As I mentioned in the beginning of the post, there are different kinds of risks. There are the “COVID-19” kinds where there’s a small chance of something really bad happening, and then there are the more “options trading” kinds where it’s more likely something bad happens, but it’s not that bad. The former involves ruin, an outcome (health, financial, etc.) that’s very difficult or impossible to recover from. The latter doesn’t; whatever the outcome, you can recover from it.
Sometime last year I watched a video where Nassim Taleb talks about risk taking. He basically says you should be paranoid about risks that involve ruin, but take more risks that don’t involve ruin. That’s exactly what I was doing!
Taking risks is just decision making that involves uncertainty. For any decision, if the benefits outweigh the downsides, you go ahead with it. In some cases, you go ahead with the decision even if the benefits don’t outweigh the downsides because the downsides are tolerable. This is true of options trading: it’s a fair market, and (arguably) a zero-sum game. It’s also true of lottery tickets: on average you’re losing money on every ticket you buy, but buying a $1 ticket has minimal effect on your finances, and winning the lottery can change your life.
Something I realized (unfortunately, only recently) is that there are lots of risks that have no downside. It always makes sense to take those risks: even if you’re wrong, you don’t lose anything.

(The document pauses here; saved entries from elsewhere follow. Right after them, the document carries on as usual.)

use axum::Json;
use axum::extract::rejection::JsonRejection;
use axum::http::StatusCode;
use axum::response::{IntoResponse, Response};
use serde_json::json;
use thiserror::Error;
use uuid::Uuid;

use crate::models::matching::MatchingStatus;
use crate::models::order::OrderStatus;

#[derive(Debug, Error)]
pub enum AppError {
    #[error("not found: {0}")]
    NotFound(String),

    #[error("validation failed: {}", .0.join(", "))]
    Validation(Vec<String>),

    #[error("invalid state: {0}")]
    InvalidState(String),

    #[error("invalid status transition from {from} to {to}")]
    InvalidStatusTransition { from: OrderStatus, to: OrderStatus },

    #[error("cannot cancel order with status {0}")]
    CannotCancel(OrderStatus),

    #[error("matching {matching_id} already resolved as {status}")]
    AlreadyResolved {
        matching_id: Uuid,
        status: MatchingStatus,
    },

    #[error("conflict: {0}")]
    Conflict(String),

    #[error("upstream unavailable: {0}")]
    UpstreamUnavailable(String),

    #[error("internal error: {0}")]
    Internal(String),
}

impl AppError {
    pub fn order_not_found(id: Uuid) -> Self {
        AppError::NotFound(format!("order {id} not found"))
    }

    pub fn matching_not_found(id: Uuid) -> Self {
        AppError::NotFound(format!("matching {id} not found"))
    }
}

impl From<JsonRejection> for AppError {
    fn from(rejection: JsonRejection) -> Self {
        AppError::Validation(vec![rejection.body_text()])
    }
}

impl IntoResponse for AppError {
    fn into_response(self) -> Response {
        let status = match &self {
            AppError::NotFound(_) => StatusCode::NOT_FOUND,
            AppError::Validation(_)
            | AppError::InvalidState(_)
            | AppError::InvalidStatusTransition { .. }
            | AppError::CannotCancel(_)
            | AppError::AlreadyResolved { .. } => StatusCode::BAD_REQUEST,
            AppError::Conflict(_) => StatusCode::CONFLICT,
            AppError::UpstreamUnavailable(_) => StatusCode::SERVICE_UNAVAILABLE,
            AppError::Internal(_) => StatusCode::INTERNAL_SERVER_ERROR,
        };

        let body = match &self {
            AppError::Validation(fields) => json!({
                "error": "validation failed",
                "fields": fields,
            }),
            AppError::InvalidStatusTransition { from, to } => json!({
                "error": self.to_string(),
                "from": from,
                "to": to,
            }),
            other => json!({
                "error": other.to_string()
            }),
        };

        (status, Json(body)).into_response()
    }
}
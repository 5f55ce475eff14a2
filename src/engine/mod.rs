pub mod candidates;
pub mod dispatch;
pub mod instant;
pub mod ledger;
pub mod scoring;
pub mod timers;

Most negotiations are like this. Ask for something better, and the worst thing that can happen is that you get a “no.” So far this year I managed to negotiate my rent down by over 10% (with very little effort) and octuple (8 times!!!) my consulting rate with no negotiation by simply asking for more. I should’ve started doing this a long time ago.
Something that surprised me recently was when someone talked about how I took risks at work. Me, taking risks…? It was about how I was one of the few people who actively got involved with POCs and customers early on. Looking back, I guess it was a risk… there was uncertainty, but I didn’t see it as a risk at all: I wanted to get involved with how deals happen and had a lot I wanted to learn. I would make that decision every time.
The last part about taking risks is how to handle being wrong. One thing I learned from options trading is that the best time to manage risk is before you take it on. Afterwards, I think it’s best to just be resilient. Building resilience early on is extremely valuable. It not only protects you against your own risks, but things out of your control too.
To summarize: take small risks, avoid ruin, negotiate more, and build resilience.